> How to complete this task
Tell how many lines in the records contain the word "SnapEngine"; the number alone is the answer.
- - - - -
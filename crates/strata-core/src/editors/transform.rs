//! Move and resize editor for the selected layer.

use super::{Commit, PointerTarget};
use crate::error::{EditorError, EditorResult};
use crate::handles::Handle;
use crate::history::HistoryIcon;
use crate::layer::LayerId;
use crate::mapper::CoordinateMapper;
use crate::snap::{SnapEngine, SnapGuide};
use crate::stack::Document;
use crate::surface::Surface;
use kurbo::{Point, Rect, Size};

/// Gesture in progress on the layer.
#[derive(Debug, Clone, PartialEq, Default)]
pub enum MoveState {
    #[default]
    Idle,
    Dragging {
        start: Point,
        layer_start: (i32, i32),
    },
    Resizing {
        handle: Handle,
        start: Point,
        layer_start: (i32, i32),
        start_size: (u32, u32),
        /// Pixels at resize start; every frame rescales from these.
        original: Surface,
    },
}

/// Options that shape a move/resize frame.
#[derive(Debug, Clone, Copy)]
pub struct MoveOptions<'a> {
    /// Snap engine to use while dragging, if snapping is on.
    pub snap: Option<&'a SnapEngine>,
    /// When false, resizing keeps the layer's aspect ratio.
    pub deform: bool,
    /// Minimum layer size per axis.
    pub min_size: f64,
}

/// Moves or resizes one layer.
#[derive(Debug, Clone)]
pub struct MoveEditor {
    pub layer: LayerId,
    pub state: MoveState,
    guides: Vec<SnapGuide>,
}

impl MoveEditor {
    /// Edit `layer`, which must exist and have area.
    pub fn new(layer: LayerId, doc: &Document) -> EditorResult<Self> {
        match doc.layers.get(layer) {
            Some(l) if l.has_area() => Ok(Self {
                layer,
                state: MoveState::Idle,
                guides: Vec::new(),
            }),
            _ => Err(EditorError::InvalidSelection(Some(layer))),
        }
    }

    /// Guides to show for the current drag.
    pub fn guides(&self) -> &[SnapGuide] {
        &self.guides
    }

    /// The layer's box in interaction space.
    pub fn bounds(&self, display: Rect, doc: &Document) -> Option<Rect> {
        let layer = doc.layers.get(self.layer)?;
        Some(CoordinateMapper::new(display, doc.canvas_size()).rect_to_interaction(layer.bounds()))
    }

    pub fn pointer_down(&mut self, point: Point, target: PointerTarget, doc: &Document) -> EditorResult<()> {
        let layer = doc
            .layers
            .get(self.layer)
            .filter(|l| l.has_area())
            .ok_or(EditorError::InvalidSelection(Some(self.layer)))?;
        let layer_start = (layer.x, layer.y);

        self.state = match target {
            PointerTarget::Handle(handle) => MoveState::Resizing {
                handle,
                start: point,
                layer_start,
                start_size: (layer.width(), layer.height()),
                original: layer.surface().clone(),
            },
            PointerTarget::Body | PointerTarget::Canvas => MoveState::Dragging {
                start: point,
                layer_start,
            },
        };
        Ok(())
    }

    /// Apply one pointer frame to the layer.
    pub fn pointer_move(&mut self, point: Point, display: Rect, doc: &mut Document, options: MoveOptions<'_>) {
        let mapper = CoordinateMapper::new(display, doc.canvas_size());
        match &self.state {
            MoveState::Idle => {}
            MoveState::Dragging { start, layer_start } => {
                let d = mapper.delta_to_document(point - *start);
                let mut next = Point::new(
                    (layer_start.0 as f64 + d.x).round(),
                    (layer_start.1 as f64 + d.y).round(),
                );

                self.guides.clear();
                if let Some(engine) = options.snap {
                    let Some(layer) = doc.layers.get(self.layer) else {
                        return;
                    };
                    let size = Size::new(layer.width() as f64, layer.height() as f64);
                    let snapped = engine.compute(
                        next,
                        size,
                        doc.canvas_size(),
                        mapper.scale(),
                        &doc.layers,
                        Some(self.layer),
                    );
                    next = snapped.position;
                    self.guides = snapped.guides;
                }

                if let Some(layer) = doc.layers.get_mut(self.layer) {
                    layer.x = next.x.round() as i32;
                    layer.y = next.y.round() as i32;
                }
            }
            MoveState::Resizing {
                handle,
                start,
                layer_start,
                start_size,
                original,
            } => {
                let d = mapper.delta_to_document(point - *start);
                let rect = resize_rect(*handle, *layer_start, *start_size, d.x, d.y, options);
                let width = rect.width().round() as u32;
                let height = rect.height().round() as u32;
                let scaled = original.scaled(width, height);

                if let Some(layer) = doc.layers.get_mut(self.layer) {
                    layer.set_surface(scaled);
                    layer.x = rect.x0.round() as i32;
                    layer.y = rect.y0.round() as i32;
                }
            }
        }
    }

    /// Abandon the gesture, putting the layer back where it started.
    pub fn cancel(&mut self, doc: &mut Document) {
        self.guides.clear();
        let state = std::mem::take(&mut self.state);
        let Some(layer) = doc.layers.get_mut(self.layer) else {
            return;
        };
        match state {
            MoveState::Idle => {}
            MoveState::Dragging { layer_start, .. } => {
                (layer.x, layer.y) = layer_start;
            }
            MoveState::Resizing {
                layer_start, original, ..
            } => {
                (layer.x, layer.y) = layer_start;
                layer.set_surface(original);
            }
        }
    }

    /// End the gesture. Returns the history entry to record, if a gesture
    /// was in progress.
    pub fn pointer_up(&mut self) -> Option<Commit> {
        self.guides.clear();
        let commit = match self.state {
            MoveState::Idle => None,
            MoveState::Dragging { .. } => Some(Commit::new("Move layer", HistoryIcon::Move)),
            MoveState::Resizing { .. } => Some(Commit::new("Resize layer", HistoryIcon::Move)),
        };
        self.state = MoveState::Idle;
        commit
    }
}

/// New document-space bounds for a handle drag of (`dx`, `dy`) document
/// pixels from the start geometry.
fn resize_rect(handle: Handle, start: (i32, i32), size: (u32, u32), dx: f64, dy: f64, options: MoveOptions<'_>) -> Rect {
    let (start_x, start_y) = (start.0 as f64, start.1 as f64);
    let (start_w, start_h) = (size.0 as f64, size.1 as f64);
    let mut x = start_x;
    let mut y = start_y;
    let mut w = start_w;
    let mut h = start_h;

    if handle.moves_right() {
        w += dx;
    }
    if handle.moves_bottom() {
        h += dy;
    }
    if handle.moves_left() {
        w -= dx;
        x += dx;
    }
    if handle.moves_top() {
        h -= dy;
        y += dy;
    }

    if !options.deform {
        let ratio = start_w / start_h;
        if dx.abs() > dy.abs() {
            h = w / ratio;
            if handle.moves_top() {
                y = start_y + start_h - h;
            }
        } else {
            w = h * ratio;
            if handle.moves_left() {
                x = start_x + start_w - w;
            }
        }
    }

    w = w.max(options.min_size);
    h = h.max(options.min_size);
    Rect::from_origin_size(Point::new(x, y), Size::new(w, h))
}

#[cfg(test)]
mod tests {
    use super::*;
    use crate::layer::LayerKind;

    const DISPLAY: Rect = Rect::new(0.0, 0.0, 800.0, 600.0);

    fn options(snap: Option<&SnapEngine>, deform: bool) -> MoveOptions<'_> {
        MoveOptions {
            snap,
            deform,
            min_size: 10.0,
        }
    }

    fn doc_with_layer(w: u32, h: u32) -> (Document, LayerId) {
        let mut doc = Document::new(800, 600);
        let id = doc.layers.add_layer("Image 1", LayerKind::Image, Surface::allocate(w, h));
        (doc, id)
    }

    #[test]
    fn test_new_rejects_empty_layer() {
        let (doc, id) = doc_with_layer(0, 0);
        assert!(MoveEditor::new(id, &doc).is_err());
        assert!(MoveEditor::new(99, &doc).is_err());
    }

    #[test]
    fn test_drag_scales_delta() {
        let (mut doc, id) = doc_with_layer(100, 100);
        let mut editor = MoveEditor::new(id, &doc).unwrap();
        let display = Rect::new(0.0, 0.0, 400.0, 300.0);
        editor.pointer_down(Point::new(10.0, 10.0), PointerTarget::Body, &doc).unwrap();
        editor.pointer_move(Point::new(20.0, 15.0), display, &mut doc, options(None, true));
        let layer = doc.layers.get(id).unwrap();
        assert_eq!((layer.x, layer.y), (20, 10));
        assert_eq!(editor.pointer_up(), Some(Commit::new("Move layer", HistoryIcon::Move)));
    }

    #[test]
    fn test_drag_snaps_to_canvas_center() {
        let (mut doc, id) = doc_with_layer(100, 100);
        let engine = SnapEngine::default();
        let mut editor = MoveEditor::new(id, &doc).unwrap();
        editor.pointer_down(Point::new(0.0, 0.0), PointerTarget::Body, &doc).unwrap();
        editor.pointer_move(Point::new(356.0, 120.0), DISPLAY, &mut doc, options(Some(&engine), true));
        assert_eq!(doc.layers.get(id).unwrap().x, 350);
        assert_eq!(editor.guides().len(), 1);

        editor.pointer_up();
        assert!(editor.guides().is_empty());
    }

    #[test]
    fn test_resize_deform() {
        let (mut doc, id) = doc_with_layer(100, 50);
        let mut editor = MoveEditor::new(id, &doc).unwrap();
        editor.pointer_down(Point::new(100.0, 50.0), PointerTarget::Handle(Handle::SE), &doc).unwrap();
        editor.pointer_move(Point::new(140.0, 60.0), DISPLAY, &mut doc, options(None, true));
        let layer = doc.layers.get(id).unwrap();
        assert_eq!((layer.width(), layer.height()), (140, 60));
        assert_eq!(editor.pointer_up(), Some(Commit::new("Resize layer", HistoryIcon::Move)));
    }

    #[test]
    fn test_resize_aspect_locked() {
        let (mut doc, id) = doc_with_layer(100, 50);
        let mut editor = MoveEditor::new(id, &doc).unwrap();
        editor.pointer_down(Point::new(100.0, 50.0), PointerTarget::Handle(Handle::SE), &doc).unwrap();
        editor.pointer_move(Point::new(140.0, 50.0), DISPLAY, &mut doc, options(None, false));
        let layer = doc.layers.get(id).unwrap();
        assert_eq!((layer.width(), layer.height()), (140, 70));
    }

    #[test]
    fn test_resize_aspect_locked_anchors_opposite_edge() {
        let (mut doc, id) = doc_with_layer(100, 50);
        doc.layers.get_mut(id).unwrap().y = 100;
        let mut editor = MoveEditor::new(id, &doc).unwrap();
        editor.pointer_down(Point::new(100.0, 100.0), PointerTarget::Handle(Handle::NE), &doc).unwrap();
        // width drives: 100 -> 160, height 50 -> 80, bottom edge stays at 150
        editor.pointer_move(Point::new(160.0, 95.0), DISPLAY, &mut doc, options(None, false));
        let layer = doc.layers.get(id).unwrap();
        assert_eq!((layer.width(), layer.height()), (160, 80));
        assert_eq!(layer.y + layer.height() as i32, 150);
    }

    #[test]
    fn test_resize_west_shifts_origin() {
        let (mut doc, id) = doc_with_layer(100, 50);
        let mut editor = MoveEditor::new(id, &doc).unwrap();
        editor.pointer_down(Point::new(0.0, 25.0), PointerTarget::Handle(Handle::W), &doc).unwrap();
        editor.pointer_move(Point::new(30.0, 25.0), DISPLAY, &mut doc, options(None, true));
        let layer = doc.layers.get(id).unwrap();
        assert_eq!((layer.x, layer.width()), (30, 70));
    }

    #[test]
    fn test_resize_minimum() {
        let (mut doc, id) = doc_with_layer(100, 50);
        let mut editor = MoveEditor::new(id, &doc).unwrap();
        editor.pointer_down(Point::new(100.0, 50.0), PointerTarget::Handle(Handle::SE), &doc).unwrap();
        editor.pointer_move(Point::new(-50.0, -50.0), DISPLAY, &mut doc, options(None, true));
        let layer = doc.layers.get(id).unwrap();
        assert_eq!((layer.width(), layer.height()), (10, 10));
    }

    #[test]
    fn test_resize_rescales_from_original() {
        let (mut doc, id) = doc_with_layer(100, 50);
        let mut editor = MoveEditor::new(id, &doc).unwrap();
        editor.pointer_down(Point::new(100.0, 50.0), PointerTarget::Handle(Handle::SE), &doc).unwrap();
        editor.pointer_move(Point::new(20.0, 20.0), DISPLAY, &mut doc, options(None, true));
        editor.pointer_move(Point::new(100.0, 50.0), DISPLAY, &mut doc, options(None, true));
        let layer = doc.layers.get(id).unwrap();
        assert_eq!((layer.width(), layer.height()), (100, 50));
        match &editor.state {
            MoveState::Resizing { original, .. } => assert!(layer.surface().shares_pixels(original)),
            other => panic!("unexpected state {other:?}"),
        }
    }

    #[test]
    fn test_cancel_restores_geometry() {
        let (mut doc, id) = doc_with_layer(100, 50);
        let before = doc.layers.get(id).unwrap().clone();
        let mut editor = MoveEditor::new(id, &doc).unwrap();
        editor.pointer_down(Point::new(100.0, 50.0), PointerTarget::Handle(Handle::SE), &doc).unwrap();
        editor.pointer_move(Point::new(180.0, 90.0), DISPLAY, &mut doc, options(None, true));
        editor.cancel(&mut doc);
        assert_eq!(doc.layers.get(id).unwrap(), &before);
        assert_eq!(editor.state, MoveState::Idle);
        assert_eq!(editor.pointer_up(), None);
    }

    #[test]
    fn test_pointer_up_when_idle() {
        let (doc, id) = doc_with_layer(10, 10);
        let mut editor = MoveEditor::new(id, &doc).unwrap();
        assert_eq!(editor.pointer_up(), None);
    }

    #[test]
    fn test_snap_reach_is_measured_on_screen() {
        let (mut doc, id) = doc_with_layer(100, 100);
        let engine = SnapEngine::default();
        // Display at twice the canvas size.
        let display = Rect::new(0.0, 0.0, 1600.0, 1200.0);
        let mut editor = MoveEditor::new(id, &doc).unwrap();
        editor.pointer_down(Point::new(0.0, 0.0), PointerTarget::Body, &doc).unwrap();

        // Center 10 document pixels (20 screen pixels) off the canvas center.
        editor.pointer_move(Point::new(720.0, 240.0), display, &mut doc, options(Some(&engine), true));
        assert_eq!(doc.layers.get(id).unwrap().x, 360);
        assert!(editor.guides().is_empty());

        // Center 5 document pixels (10 screen pixels) off.
        editor.pointer_move(Point::new(710.0, 240.0), display, &mut doc, options(Some(&engine), true));
        assert_eq!(doc.layers.get(id).unwrap().x, 350);
        assert_eq!(editor.guides().len(), 1);
    }
}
- - - - -
> Written response
5